• [Given records]:
use std::sync::Arc;
use std::sync::atomic::{AtomicI64, Ordering};

use async_trait::async_trait;
use axum::Router;
use tokio::sync::RwLock;

use catalog_api::config::{Config, DatabaseConfig, LlmConfig, LoggingConfig, ServerConfig};
use catalog_api::domain::models::product::{Product, ProductDraft};
use catalog_api::domain::repositories::product_repository::ProductRepository;
use catalog_api::error::AppError;
use catalog_api::infrastructure::llm::CompletionClient;
use catalog_api::server::{create_app, AppState};
use catalog_api::utils::pagination::{Page, PageRequest, SortDirection, SortField};

/// 内存版商品存储，slug 唯一约束与 MySQL 实现一致
#[derive(Default)]
pub struct MemoryProductRepository {
    products: RwLock<Vec<Product>>,
    next_id: AtomicI64,
}

impl MemoryProductRepository {
    pub async fn len(&self) -> usize {
        self.products.read().await.len()
    }
}

#[async_trait]
impl ProductRepository for MemoryProductRepository {
    async fn exists_by_slug(&self, slug: &str) -> Result<bool, AppError> {
        Ok(self.products.read().await.iter().any(|p| p.slug == slug))
    }

    async fn find_by_slug(&self, slug: &str) -> Result<Option<Product>, AppError> {
        Ok(self.products.read().await.iter().find(|p| p.slug == slug).cloned())
    }

    async fn find_page(&self, request: &PageRequest) -> Result<Page<Product>, AppError> {
        if request.page < 0 || request.page_size < 1 {
            return Err(AppError::BadRequest("invalid page".to_string()));
        }

        let term = request.search.as_deref().map(str::to_lowercase);
        let mut matched: Vec<Product> = self
            .products
            .read()
            .await
            .iter()
            .filter(|p| match &term {
                Some(term) => {
                    p.name.to_lowercase().contains(term)
                        || p.description.as_deref().is_some_and(|d| d.to_lowercase().contains(term))
                }
                None => true,
            })
            .cloned()
            .collect();

        matched.sort_by(|a, b| {
            let ordering = match request.sort.field {
                SortField::Name => a.name.cmp(&b.name),
                SortField::Price => a.price.total_cmp(&b.price),
                SortField::Quantity => a.quantity.cmp(&b.quantity),
                SortField::CreatedAt => a.created_at.cmp(&b.created_at),
                SortField::UpdatedAt => a.updated_at.cmp(&b.updated_at),
            }
            .then_with(|| a.id.cmp(&b.id));
            match request.sort.direction {
                SortDirection::Ascending => ordering,
                SortDirection::Descending => ordering.reverse(),
            }
        });

        let total = matched.len() as u64;
        let items = matched
            .into_iter()
            .skip(request.offset() as usize)
            .take(request.page_size as usize)
            .collect();

        Ok(Page {
            items,
            total,
            page: request.page,
            page_size: request.page_size,
        })
    }

    async fn insert(&self, draft: ProductDraft) -> Result<Product, AppError> {
        let mut products = self.products.write().await;
        if products.iter().any(|p| p.slug == draft.slug) {
            return Err(AppError::Conflict(draft.slug));
        }

        let id = self.next_id.fetch_add(1, Ordering::SeqCst) + 1;
        let product = draft.into_product(id);
        products.push(product.clone());
        Ok(product)
    }

    async fn update(&self, product: &Product) -> Result<Product, AppError> {
        let mut products = self.products.write().await;
        match products.iter_mut().find(|p| p.id == product.id) {
            Some(existing) => {
                *existing = product.clone();
                Ok(product.clone())
            }
            None => Err(AppError::NotFound(format!("Product with id {} not found", product.id))),
        }
    }

    async fn delete_by_id(&self, id: i64) -> Result<(), AppError> {
        self.products.write().await.retain(|p| p.id != id);
        Ok(())
    }
}

pub fn test_config(llm_base_url: &str) -> Config {
    Config {
        server: ServerConfig {
            host: "127.0.0.1".to_string(),
            port: 0,
        },
        database: DatabaseConfig {
            url: "mysql://unused".to_string(),
            max_connections: 1,
        },
        logging: LoggingConfig {
            level: "debug".to_string(),
            format: "pretty".to_string(),
        },
        llm: LlmConfig {
            base_url: llm_base_url.to_string(),
            api_key: "test-key".to_string(),
        },
    }
}

pub async fn test_app(llm_base_url: &str) -> (Router, Arc<MemoryProductRepository>) {
    let config = test_config(llm_base_url);
    let repository = Arc::new(MemoryProductRepository::default());

    let state = AppState {
        llm: CompletionClient::new(&config.llm),
        products: repository.clone(),
    };

    let app = create_app(state).await.expect("router builds");
    (app, repository)
}
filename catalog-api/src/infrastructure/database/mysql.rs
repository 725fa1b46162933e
use async_trait::async_trait;
use sqlx::mysql::MySqlPoolOptions;
use sqlx::{MySql, MySqlPool, QueryBuilder};

use crate::config::Config;
use crate::domain::models::product::{Product, ProductDraft};
use crate::domain::repositories::product_repository::ProductRepository;
use crate::error::AppError;
use crate::utils::pagination::{Page, PageRequest};

pub async fn init_mysql(config: &Config) -> Result<MySqlPool, AppError> {
    tracing::info!("Initializing MySQL connection pool");

    let pool = MySqlPoolOptions::new()
        .max_connections(config.database.max_connections)
        .connect(&config.database.url)
        .await?;

    // 运行迁移
    sqlx::migrate!("./migrations")
        .run(&pool)
        .await?;

    Ok(pool)
}

const PRODUCT_COLUMNS: &str =
    "id, slug, name, description, price, quantity, created_at, updated_at";

pub struct MySqlProductRepository {
    pool: MySqlPool,
}

impl MySqlProductRepository {
    pub fn new(pool: MySqlPool) -> Self {
        Self { pool }
    }

    /// 搜索条件: name 或 description 包含关键字，忽略大小写
    fn push_search(builder: &mut QueryBuilder<'_, MySql>, search: Option<&str>) {
        if let Some(term) = search {
            let pattern = format!("%{}%", escape_like(&term.to_lowercase()));
            builder
                .push(" WHERE LOWER(name) LIKE ")
                .push_bind(pattern.clone())
                .push(" OR LOWER(description) LIKE ")
                .push_bind(pattern);
        }
    }
}

fn escape_like(term: &str) -> String {
    term.replace('\\', "\\\\")
        .replace('%', "\\%")
        .replace('_', "\\_")
}

#[async_trait]
impl ProductRepository for MySqlProductRepository {
    async fn exists_by_slug(&self, slug: &str) -> Result<bool, AppError> {
        let count: i64 = sqlx::query_scalar("SELECT COUNT(*) FROM products WHERE slug = ?")
            .bind(slug)
            .fetch_one(&self.pool)
            .await?;

        Ok(count > 0)
    }

    async fn find_by_slug(&self, slug: &str) -> Result<Option<Product>, AppError> {
        let sql = format!("SELECT {} FROM products WHERE slug = ?", PRODUCT_COLUMNS);
        let product = sqlx::query_as::<_, Product>(&sql)
            .bind(slug)
            .fetch_optional(&self.pool)
            .await?;

        Ok(product)
    }

    async fn find_page(&self, request: &PageRequest) -> Result<Page<Product>, AppError> {
        if request.page < 0 {
            return Err(AppError::BadRequest("Page index must not be less than zero".to_string()));
        }
        if request.page_size < 1 {
            return Err(AppError::BadRequest("Page size must not be less than one".to_string()));
        }

        let search = request.search.as_deref();

        // 获取总记录数
        let mut count_query = QueryBuilder::<MySql>::new("SELECT COUNT(*) FROM products");
        Self::push_search(&mut count_query, search);
        let total: i64 = count_query
            .build_query_scalar::<i64>()
            .fetch_one(&self.pool)
            .await?;

        // 获取分页数据，排序列来自白名单
        let mut page_query = QueryBuilder::<MySql>::new(format!("SELECT {} FROM products", PRODUCT_COLUMNS));
        Self::push_search(&mut page_query, search);
        page_query
            .push(format!(
                " ORDER BY {} {dir}, id {dir}",
                request.sort.field.column(),
                dir = request.sort.direction.as_sql()
            ))
            .push(" LIMIT ")
            .push_bind(request.page_size)
            .push(" OFFSET ")
            .push_bind(request.offset());

        let products = page_query
            .build_query_as::<Product>()
            .fetch_all(&self.pool)
            .await?;

        Ok(Page {
            items: products,
            total: total.max(0) as u64,
            page: request.page,
            page_size: request.page_size,
        })
    }

    async fn insert(&self, draft: ProductDraft) -> Result<Product, AppError> {
        let result = sqlx::query(
            r#"
            INSERT INTO products (slug, name, description, price, quantity, created_at, updated_at)
            VALUES (?, ?, ?, ?, ?, ?, ?)
            "#,
        )
            .bind(&draft.slug)
            .bind(&draft.name)
            .bind(&draft.description)
            .bind(draft.price)
            .bind(draft.quantity)
            .bind(draft.created_at)
            .bind(draft.updated_at)
            .execute(&self.pool)
            .await
            .map_err(|err| match err {
                sqlx::Error::Database(db) if db.is_unique_violation() => {
                    AppError::Conflict(format!("Product with slug {} already exists", draft.slug))
                }
                other => AppError::Database(other),
            })?;

        Ok(draft.into_product(result.last_insert_id() as i64))
    }

    async fn update(&self, product: &Product) -> Result<Product, AppError> {
        sqlx::query(
            r#"
            UPDATE products
            SET name = ?, description = ?, price = ?, quantity = ?, updated_at = ?
            WHERE id = ?
            "#,
        )
            .bind(&product.name)
            .bind(&product.description)
            .bind(product.price)
            .bind(product.quantity)
            .bind(product.updated_at)
            .bind(product.id)
            .execute(&self.pool)
            .await?;

        Ok(product.clone())
    }

    async fn delete_by_id(&self, id: i64) -> Result<(), AppError> {
        sqlx::query("DELETE FROM products WHERE id = ?")
            .bind(id)
            .execute(&self.pool)
            .await?;

        Ok(())
    }
}
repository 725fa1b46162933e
pub mod pagination;
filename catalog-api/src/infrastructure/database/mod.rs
pub mod mysql;
use reqwest::StatusCode;
use thiserror::Error;
use tokio_util::codec::AnyDelimiterCodecError;

/// 调用 LLM 服务商失败的原因，只在客户端内部使用，对外转换为错误文本
#[derive(Error, Debug)]
pub enum CompletionError {
    #[error("{status} from POST {url}")]
    Status { status: StatusCode, url: String },

    #[error("{0}")]
    Transport(#[from] reqwest::Error),

    /// 读取或切分响应体时失败
    #[error("{0}")]
    Stream(#[from] AnyDelimiterCodecError),
}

• [Work to complete]: Set down, word for word, each line from the top of the records above through the line with "pub struct MemoryProductRepository".

• [Expected output]:
use std::sync::Arc;
use std::sync::atomic::{AtomicI64, Ordering};

use async_trait::async_trait;
use axum::Router;
use tokio::sync::RwLock;

use catalog_api::config::{Config, DatabaseConfig, LlmConfig, LoggingConfig, ServerConfig};
use catalog_api::domain::models::product::{Product, ProductDraft};
use catalog_api::domain::repositories::product_repository::ProductRepository;
use catalog_api::error::AppError;
use catalog_api::infrastructure::llm::CompletionClient;
use catalog_api::server::{create_app, AppState};
use catalog_api::utils::pagination::{Page, PageRequest, SortDirection, SortField};

/// 内存版商品存储，slug 唯一约束与 MySQL 实现一致
#[derive(Default)]
pub struct MemoryProductRepository {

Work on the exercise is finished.